Our main contributions are listed as follows.

- We propose an efficient architecture-level PSN simulation framework to fill the gap between circuit-level PSN simulation and architecture-level task scheduling for 3D MPSoCs.
- Our another contribution is considering both power supply noise and temperature to effectively avoid hotspot during the PSN optimization for 3D MPSoCs.
- $\bullet$  We propose a novel list-scheduling based heuristic algorithm for the task scheduling problem on homogeneous 3D MPSoCs with both thermal and PSN considerations. Extensive simulation results show that the proposed algorithm can reduce PSN by 12% on a  $2\times2\times2$  MPSoC and 14% on a  $3\times3\times3$  MPSoC compared with the state-of-the-art thermal aware task scheduling scheme<sup>[11]</sup>. Additionally, task execution time can be improved by 5.5% and 7.8% respectively due to the reduced PSN.

The rest of the paper is organized as follows. Section 2 presents the preliminaries of 3D MPSoC PDN

and thermal modeling techniques. Task graph is also introduced in this section. An illustrative example is presented in Section 3 to motivate our work. Section 4 formulates the PSN aware task scheduling problem with the thermal constraint and proposes a framework to solve it. The computing complexity analysis of the proposed algorithm is given in this section as well. Section 5 shows the experimental results by running our task scheduling algorithm extensively on different scales of 3D MPSoCs. Section 6 presents related work and Section 7 concludes the paper.

# 2 Preliminaries on Power Delivery Network and Thermal Modeling Techniques of 3D MPSoCs

For the ease of understanding, some necessary background knowledge is introduced as follows.

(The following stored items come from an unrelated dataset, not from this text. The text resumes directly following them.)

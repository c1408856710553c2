//! MQTT broker adapter.
//!
//! Connects over TCP, subscribes to the configured topic, and forwards
//! each non-empty publish into the event queue. Session drops and
//! connect failures are retried forever at the configured fixed delays.
//! The publish capability (absent on the serial transport) is exposed as
//! a separate cloneable object rather than a trait method.

use rumqttc::{AsyncClient, Event, EventLoop, MqttOptions, Packet, QoS};
use tokio::time::{sleep, timeout};
use tokio_util::sync::CancellationToken;
use tracing::{debug, info, warn};

use vigil_core::{RawMessage, TransportKind};

use crate::config::{BrokerConfig, QosLevel};
use crate::queue::QueuePusher;
use crate::supervisor::{ConnectionSupervisor, FailureKind, RetryPolicy};

use super::{TransportError, TransportHandle};

/// MQTT keep-alive interval.
const KEEP_ALIVE: std::time::Duration = std::time::Duration::from_secs(60);

/// Capacity of the rumqttc request channel (subscribe/publish commands).
const REQUEST_CHANNEL_CAPACITY: usize = 16;

/// Grace period for the broker to ack the final disconnect.
const DISCONNECT_GRACE: std::time::Duration = std::time::Duration::from_millis(250);

/// Outbound publish capability of the broker adapter.
///
/// Cheap to clone; safe to hold after the adapter shuts down (publishes
/// then fail with `PublishFailed`).
#[derive(Clone)]
pub struct BrokerPublisher {
    client: AsyncClient,
    qos: QoS,
}

impl BrokerPublisher {
    /// Publishes a payload to the given topic at the adapter's QoS.
    pub async fn publish(
        &self,
        topic: &str,
        payload: impl Into<Vec<u8>>,
    ) -> Result<(), TransportError> {
        self.client
            .publish(topic, self.qos, false, payload.into())
            .await
            .map_err(|e| TransportError::PublishFailed {
                topic: topic.to_string(),
                reason: e.to_string(),
            })
    }
}

/// Spawns the broker reception loop and returns its handle.
pub fn spawn_broker_adapter(cfg: BrokerConfig, queue: QueuePusher) -> TransportHandle {
    let cancel = CancellationToken::new();
    let policy = RetryPolicy {
        reconnect_delay: cfg.reconnect_delay(),
        init_retry_delay: cfg.init_retry_delay(),
    };
    let (supervisor, state_rx) = ConnectionSupervisor::new(TransportKind::Broker, policy);

    // Unique client id per process: brokers kick duplicate ids, which
    // would otherwise turn a restart race into a reconnect loop.
    let client_id = format!("{}-{}", cfg.client_id, std::process::id());
    let mut options = MqttOptions::new(client_id, cfg.address.clone(), cfg.port);
    options.set_keep_alive(KEEP_ALIVE);
    options.set_clean_session(true);

    let (client, event_loop) = AsyncClient::new(options, REQUEST_CHANNEL_CAPACITY);

    let publisher = BrokerPublisher {
        client: client.clone(),
        qos: qos_of(cfg.qos),
    };

    let task = tokio::spawn(run_reception_loop(
        cfg,
        client,
        event_loop,
        supervisor,
        queue,
        cancel.clone(),
    ));

    TransportHandle::new(
        TransportKind::Broker,
        cancel,
        state_rx,
        Some(publisher),
        task,
    )
}

async fn run_reception_loop(
    cfg: BrokerConfig,
    client: AsyncClient,
    mut event_loop: EventLoop,
    mut supervisor: ConnectionSupervisor,
    queue: QueuePusher,
    cancel: CancellationToken,
) {
    let qos = qos_of(cfg.qos);
    let mut session_up = false;

    info!(
        address = %cfg.address,
        port = cfg.port,
        topic = %cfg.subscribe_topic,
        "Broker adapter started"
    );
    supervisor.connecting();

    loop {
        tokio::select! {
            biased;

            _ = cancel.cancelled() => break,

            event = event_loop.poll() => match event {
                Ok(Event::Incoming(Packet::ConnAck(_))) => {
                    match client.subscribe(cfg.subscribe_topic.clone(), qos).await {
                        Ok(()) => {
                            supervisor.connected();
                            session_up = true;
                            info!(topic = %cfg.subscribe_topic, qos = ?qos, "Subscribed");
                        }
                        Err(e) => {
                            // Request channel trouble; the next reconnect
                            // cycle produces a fresh ConnAck to retry on.
                            warn!(error = %e, "Subscribe request failed");
                        }
                    }
                }

                Ok(Event::Incoming(Packet::Publish(publish))) => {
                    if publish.payload.is_empty() {
                        debug!(topic = %publish.topic, "Ignoring empty publish");
                    } else {
                        let payload = String::from_utf8_lossy(&publish.payload).into_owned();
                        debug!(topic = %publish.topic, payload = %payload, "Message received");
                        queue.push(RawMessage::new(
                            publish.topic.clone(),
                            payload,
                            TransportKind::Broker,
                        ));
                    }
                }

                Ok(_) => {}

                Err(e) => {
                    let kind = if session_up {
                        FailureKind::ConnectionLost
                    } else {
                        FailureKind::InitFailure
                    };
                    session_up = false;
                    warn!(error = %e, "Broker connection error");

                    let delay = supervisor.retry_after(kind);
                    tokio::select! {
                        biased;
                        _ = cancel.cancelled() => break,
                        _ = sleep(delay) => supervisor.connecting(),
                    }
                }
            }
        }
    }

    // Graceful teardown: unsubscribe, disconnect, and give the event
    // loop a moment to flush both before dropping the connection.
    let _ = client.unsubscribe(cfg.subscribe_topic.clone()).await;
    let _ = client.disconnect().await;
    let _ = timeout(DISCONNECT_GRACE, drain_until_error(&mut event_loop)).await;

    supervisor.disconnected();
    info!("Broker adapter stopped");
}

async fn drain_until_error(event_loop: &mut EventLoop) {
    while event_loop.poll().await.is_ok() {}
}

fn qos_of(level: QosLevel) -> QoS {
    match level {
        QosLevel::AtMostOnce => QoS::AtMostOnce,
        QosLevel::AtLeastOnce => QoS::AtLeastOnce,
        QosLevel::ExactlyOnce => QoS::ExactlyOnce,
    }
}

### 2.1 Power Delivery Network Modeling and PSN Evaluation for 3D MPSoCs

In general, a chip power delivery network consists of off-chip and on-chip power delivery interconnects as shown in Fig.1. A VRM (voltage regulator module) converts the high voltage (e.g., 2.5 V) to the chip operating voltage (e.g., 1 V). Then the supply voltage goes through the motherboard, P/G pins and on chip interconnects to drive transistors on chip. The PDN design needs to be determined at the early stage of chip design as any PDN change in the later phase of design flow may introduce expensive design iterations. Therefore, it is imperative to predict the supply voltage variations accurately to evaluate its impact on-chip performance and reliability as early as possible. As suggested in [12], it is necessary to consider both package and on-chip power delivery network for accurate PSN prediction. Traditionally, the package is modeled considering its inductive effect while on-chip interconnects are modeled considering their resistive and capacitive effects. However, as the working frequency increases, on-chip inductance can no longer be ignored<sup>[13]</sup>. In the paper, we model both the package and on-chip PDNs to capture PSN accurately.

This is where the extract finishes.